Aim: To evaluate in a placebo-controlled study the efficacy of a selective serotonin reuptake inhibitor (SSRI) in HCV patients on antiviral therapy with interferon-associated depression.
Methods: 100 HCV outpatients were included in a randomised, double-blind, placebo-controlled study. During interferon therapy (peginterferon alfa-2b plus ribavirin), depression was monitored using the Hospital Anxiety and Depression Scale (HADS). Patients with clinically relevant interferon-induced depression (HADS ⩾9) were randomly assigned to placebo or citalopram (SSRI, 20 mg/day).
Results: In 28 patients (28%), HADS scores increased to >8 during interferon therapy. They were treated with placebo (n = 14) or SSRI (n = 14). HADS scores declined significantly in SSRI patients within four weeks of therapy (p<0.001) but not in placebo patients. This difference between subgroups was statistically significant (p = 0.032). Unblinding became necessary in five placebo patients as a result of intolerable depression.

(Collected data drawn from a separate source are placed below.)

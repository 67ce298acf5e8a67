// Copyright (c) 2025 R3BL LLC. Licensed under Apache License, Version 2.0.

//! The built-in widgets. Each one edits [`LineReader`] state and returns
//! [`WidgetResult`]; `Ok(false)` rings the bell. Mode changes that only depend on the
//! (mode, widget) pair are made by the dispatcher from [`crate::MODE_TRANSITIONS`],
//! not here.

// Attach.
mod argument;
mod case_change;
mod completion;
mod editing;
mod history_nav;
mod isearch;
mod kill_yank;
mod misc;
mod motion;
mod vi_mode;
mod vi_operator;

// Re-export.
pub(crate) use vi_operator::apply_operator;

use crate::{LineReader, SearchDirection, SearchKind, ViOperator, WidgetName, WidgetResult,
            variable_names, DEFAULT_WORDCHARS};

/// Run the built-in `widget`.
pub(crate) fn call_builtin(reader: &mut LineReader, widget: WidgetName) -> WidgetResult {
    use SearchDirection::{Backward, Forward};
    use WidgetName as W;

    match widget {
        W::CallbackInit | W::CallbackFinish | W::CallbackKeymap => Ok(true),

        // Motions.
        W::ForwardChar => motion::forward_char(reader),
        W::BackwardChar => motion::backward_char(reader),
        W::ViForwardChar => motion::vi_forward_char(reader),
        W::ViBackwardChar => motion::vi_backward_char(reader),
        W::ForwardWord => motion::forward_word(reader),
        W::EmacsForwardWord => motion::emacs_forward_word(reader),
        W::BackwardWord | W::EmacsBackwardWord => motion::backward_word(reader),
        W::BeginningOfLine => motion::beginning_of_line(reader),
        W::EndOfLine => motion::end_of_line(reader),
        W::ViBeginningOfLine => motion::vi_beginning_of_line(reader),
        W::ViEndOfLine => motion::vi_end_of_line(reader),
        W::ViFirstNonBlank => motion::vi_first_non_blank(reader),
        W::ViGotoColumn => motion::vi_goto_column(reader),
        W::ViForwardWord => motion::vi_forward_word(reader, false),
        W::ViForwardBlankWord => motion::vi_forward_word(reader, true),
        W::ViBackwardWord => motion::vi_backward_word(reader, false),
        W::ViBackwardBlankWord => motion::vi_backward_word(reader, true),
        W::ViForwardWordEnd => motion::vi_forward_word_end(reader, false),
        W::ViForwardBlankWordEnd => motion::vi_forward_word_end(reader, true),
        W::ViBackwardWordEnd => motion::vi_backward_word_end(reader, false),
        W::ViBackwardBlankWordEnd => motion::vi_backward_word_end(reader, true),
        W::ViMatchBracket => motion::vi_match_bracket(reader),
        W::ViFindNextChar => motion::vi_find(reader, true, false),
        W::ViFindNextCharSkip => motion::vi_find(reader, true, true),
        W::ViFindPrevChar => motion::vi_find(reader, false, false),
        W::ViFindPrevCharSkip => motion::vi_find(reader, false, true),
        W::ViRepeatFind => motion::vi_repeat_find(reader, false),
        W::ViRevRepeatFind => motion::vi_repeat_find(reader, true),
        W::CharacterSearch => motion::character_search(reader, true),
        W::CharacterSearchBackward => motion::character_search(reader, false),
        W::SetMarkCommand => motion::set_mark_command(reader),
        W::ExchangePointAndMark => motion::exchange_point_and_mark(reader),

        // Inserting and deleting.
        W::SelfInsert => editing::self_insert(reader),
        W::SelfInsertUnmeta => editing::self_insert_unmeta(reader),
        W::MagicSpace => editing::magic_space(reader),
        W::InsertCloseParen => editing::insert_close(reader, ')'),
        W::InsertCloseSquare => editing::insert_close(reader, ']'),
        W::InsertCloseCurly => editing::insert_close(reader, '}'),
        W::BackwardDeleteChar => editing::backward_delete_char(reader),
        W::DeleteChar => editing::delete_char(reader),
        W::BackwardDeleteWord => editing::backward_delete_word(reader),
        W::DeleteWord => editing::delete_word(reader),
        W::ViBackwardDeleteChar => editing::vi_backward_delete_char(reader),
        W::ViDeleteChar => editing::vi_delete_char(reader),
        W::TransposeChars => editing::transpose_chars(reader),
        W::TransposeWords => editing::transpose_words(reader),
        W::OverwriteMode => editing::overwrite_mode(reader),
        W::QuotedInsert | W::ViQuotedInsert => editing::quoted_insert(reader),
        W::InsertComment => editing::insert_comment(reader, false),
        W::ViInsertComment => editing::insert_comment(reader, true),
        W::CopyPrevWord => editing::copy_prev_word(reader),
        W::Undo | W::ViUndoChange => editing::undo(reader),
        W::Redo => editing::redo(reader),
        W::SplitUndo => editing::split_undo(reader),

        // Case.
        W::CapitalizeWord => case_change::capitalize_word(reader),
        W::UpCaseWord => case_change::up_case_word(reader),
        W::DownCaseWord => case_change::down_case_word(reader),
        W::ViSwapCase => case_change::vi_swap_case(reader),

        // Kill ring, registers.
        W::KillLine => kill_yank::kill_line(reader),
        W::BackwardKillLine => kill_yank::backward_kill_line(reader),
        W::KillWholeLine => kill_yank::kill_whole_line(reader),
        W::KillWord => kill_yank::kill_word(reader),
        W::BackwardKillWord => kill_yank::backward_kill_word(reader),
        W::KillRegion => kill_yank::kill_region(reader),
        W::CopyRegionAsKill => kill_yank::copy_region_as_kill(reader),
        W::KillBuffer => kill_yank::kill_buffer(reader),
        W::ViKillLine => kill_yank::vi_kill_line(reader),
        W::ViKillEol => kill_yank::vi_kill_eol(reader),
        W::ViBackwardKillWord => kill_yank::vi_backward_kill_word(reader),
        W::Yank => kill_yank::yank(reader),
        W::YankPop => kill_yank::yank_pop(reader),
        W::ViPutAfter => kill_yank::vi_put(reader, true),
        W::ViPutBefore => kill_yank::vi_put(reader, false),
        W::PutReplaceSelection => kill_yank::put_replace_selection(reader),

        // History.
        W::UpHistory => history_nav::up_history(reader),
        W::DownHistory => history_nav::down_history(reader),
        W::UpLine => history_nav::up_line(reader),
        W::DownLine => history_nav::down_line(reader),
        W::UpLineOrHistory => history_nav::up_line_or_history(reader),
        W::DownLineOrHistory => history_nav::down_line_or_history(reader),
        W::ViUpLineOrHistory => history_nav::vi_up_line_or_history(reader),
        W::ViDownLineOrHistory => history_nav::vi_down_line_or_history(reader),
        W::UpLineOrSearch => history_nav::up_line_or_search(reader),
        W::DownLineOrSearch => history_nav::down_line_or_search(reader),
        W::BeginningOfHistory => history_nav::beginning_of_history(reader),
        W::EndOfHistory => history_nav::end_of_history(reader),
        W::BeginningOfBufferOrHistory => history_nav::beginning_of_buffer_or_history(reader),
        W::EndOfBufferOrHistory => history_nav::end_of_buffer_or_history(reader),
        W::BeginningOfLineHist => history_nav::beginning_of_line_hist(reader),
        W::EndOfLineHist => history_nav::end_of_line_hist(reader),
        W::HistorySearchBackward => history_nav::history_search(reader, Backward, false),
        W::HistorySearchForward => history_nav::history_search(reader, Forward, false),
        W::HistoryBeginningSearchBackward => history_nav::history_search(reader, Backward, true),
        W::HistoryBeginningSearchForward => history_nav::history_search(reader, Forward, true),
        W::ViHistorySearchBackward => history_nav::vi_history_search(reader, Backward),
        W::ViHistorySearchForward => history_nav::vi_history_search(reader, Forward),
        W::ViRepeatSearch => history_nav::vi_repeat_search(reader, false),
        W::ViRevRepeatSearch => history_nav::vi_repeat_search(reader, true),
        W::ViFetchHistory => history_nav::vi_fetch_history(reader),
        W::InferNextHistory => history_nav::infer_next_history(reader),
        W::InsertLastWord => history_nav::insert_last_word(reader),
        W::SetLocalHistory => history_nav::set_local_history(reader),
        W::HistoryIncrementalSearchBackward => {
            isearch::incremental_search(reader, Backward, SearchKind::Substring)
        }
        W::HistoryIncrementalSearchForward => {
            isearch::incremental_search(reader, Forward, SearchKind::Substring)
        }
        W::HistoryIncrementalPatternSearchBackward => {
            isearch::incremental_search(reader, Backward, SearchKind::Glob)
        }
        W::HistoryIncrementalPatternSearchForward => {
            isearch::incremental_search(reader, Forward, SearchKind::Glob)
        }

        // Completion and expansion.
        W::CompleteWord => completion::complete_word(reader),
        W::CompletePrefix => completion::complete_prefix(reader),
        W::ExpandOrComplete => completion::expand_or_complete(reader, false),
        W::ExpandOrCompletePrefix => completion::expand_or_complete(reader, true),
        W::MenuComplete | W::MenuSelect => completion::menu_complete(reader, true),
        W::ReverseMenuComplete => completion::menu_complete(reader, false),
        W::MenuExpandOrComplete => completion::menu_expand_or_complete(reader),
        W::ListChoices => completion::list_choices(reader),
        W::DeleteCharOrList => completion::delete_char_or_list(reader),
        W::ListExpand => completion::list_expand(reader),
        W::ExpandWord => completion::expand_word(reader),
        W::ExpandHistory => completion::expand_history(reader),
        W::SpellWord => completion::spell_word(reader),

        // Vi modes.
        W::ViCmdMode => vi_mode::vi_cmd_mode(reader),
        W::EmacsEditingMode => vi_mode::emacs_editing_mode(reader),
        W::ViInsert => vi_mode::vi_insert(reader),
        W::ViAddNext => vi_mode::vi_add_next(reader),
        W::ViAddEol => vi_mode::vi_add_eol(reader),
        W::ViInsertBol => vi_mode::vi_insert_bol(reader),
        W::ViOpenLineAbove => vi_mode::vi_open_line(reader, true),
        W::ViOpenLineBelow => vi_mode::vi_open_line(reader, false),
        W::ViSubstitute => vi_mode::vi_substitute(reader),
        W::ViChangeEol => vi_mode::vi_change_eol(reader),
        W::ViChangeWholeLine => vi_mode::vi_change_whole_line(reader),
        W::ViReplace => vi_mode::vi_replace(reader),
        W::ViReplaceChars => vi_mode::vi_replace_chars(reader),
        W::ViJoin => vi_mode::vi_join(reader),
        W::VisualMode => vi_mode::visual_mode(reader, crate::RegionType::Char),
        W::VisualLineMode => vi_mode::visual_mode(reader, crate::RegionType::Line),
        W::ViRepeatChange => vi_mode::vi_repeat_change(reader),
        W::ViSetBuffer => vi_mode::vi_set_buffer(reader),

        // Vi operators.
        W::ViDelete => vi_operator::operator_widget(reader, ViOperator::Delete),
        W::ViChangeTo => vi_operator::operator_widget(reader, ViOperator::Change),
        W::ViYank => vi_operator::operator_widget(reader, ViOperator::Yank),
        W::ViOperSwapCase => vi_operator::operator_widget(reader, ViOperator::SwapCase),
        W::ViYankEol => vi_operator::vi_yank_eol(reader),
        W::ViYankWholeLine => vi_operator::vi_yank_whole_line(reader),

        // Numeric argument.
        W::DigitArgument => argument::digit_argument(reader),
        W::NegArgument => argument::neg_argument(reader),
        W::UniversalArgument => argument::universal_argument(reader),
        W::ArgumentBase => argument::argument_base(reader),
        W::ViDigitOrBeginningOfLine => argument::vi_digit_or_beginning_of_line(reader),

        // Everything else.
        W::AcceptLine => misc::accept_line(reader),
        W::Abort => misc::abort(reader),
        W::Beep => misc::beep(reader),
        W::UndefinedKey => Ok(false),
        W::ClearScreen => misc::clear_screen(reader),
        W::Redisplay | W::RedrawLine => misc::redisplay(reader),
        W::ExecuteNamedCmd => misc::execute_named_cmd(reader),
        W::ReadCommand => misc::read_command(reader),
        W::RecursiveEdit => misc::recursive_edit(reader),
        W::WhatCursorPosition => misc::what_cursor_position(reader),
        W::DoLowercaseVersion => misc::do_lowercase_version(reader),
        W::Mouse => misc::mouse(reader),
    }
}

/// The numeric argument for the widget being run.
fn count(reader: &LineReader) -> i32 { reader.state.argument.count() }

/// How many times to repeat: the size of the count, at least once.
fn repeat_count(reader: &LineReader) -> usize {
    usize::try_from(count(reader).unsigned_abs())
        .unwrap_or(usize::MAX)
        .max(1)
}

/// Chars that emacs word motions treat as part of a word, besides alphanumerics.
fn wordchars(reader: &LineReader) -> String {
    reader
        .variables
        .get_string(variable_names::WORDCHARS, DEFAULT_WORDCHARS)
}

#[cfg(test)]
mod test_support {
    use crate::{Buffer, EditMode, KeyPress, KeySeq, LineReader, OutputDevice,
                ScriptedKeySource, WidgetName};

    /// A reader with `text` in the buffer and the cursor at `cursor`. `keys` are what
    /// widgets read directly (the char after `f`, a search term).
    pub(super) fn reader_with_keys(text: &str, cursor: usize, keys: &str) -> LineReader {
        let (output, _stdout_mock) = OutputDevice::new_mock();
        let mut reader = LineReader::builder()
            .set_key_source(ScriptedKeySource::from_text(keys).with_width(80))
            .set_output_device(output)
            .build()
            .unwrap();
        reader.state.buffer = Buffer::from_text(text);
        reader.state.buffer.set_cursor(cursor);
        reader
    }

    pub(super) fn reader_with(text: &str, cursor: usize) -> LineReader {
        reader_with_keys(text, cursor, "")
    }

    pub(super) fn vi_reader(text: &str, cursor: usize) -> LineReader {
        let mut reader = reader_with(text, cursor);
        reader.state.mode.set_mode(EditMode::ViCommand);
        reader
    }

    pub(super) fn run(reader: &mut LineReader, widget: WidgetName) -> bool {
        super::call_builtin(reader, widget).unwrap()
    }

    /// Pretend `key` invoked the next widget.
    pub(super) fn typed(reader: &mut LineReader, key: KeyPress) {
        reader.state.keys = KeySeq::from_slice(&[key]);
    }

    pub(super) fn text(reader: &LineReader) -> String { reader.state.buffer.text() }

    pub(super) fn cursor(reader: &LineReader) -> usize { reader.state.buffer.cursor() }
}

Rescue medication (20 mg citalopram) led to a significant decrease in HADS scores (p = 0.008). All citalopram patients were able to complete interferon therapy as planned. As an interim analysis showed a significant superiority of SSRI over placebo, the study was terminated prematurely. Three patients, who became depressed afterwards, were treated in an unblinded fashion with citalopram.
Conclusions: The findings demonstrate clearly that citalopram treatment is highly effective in HCV patients on interferon therapy, when initiated after the onset of clinically relevant depressive symptoms. This suggests that a general SSRI prophylaxis is not necessary in these patients.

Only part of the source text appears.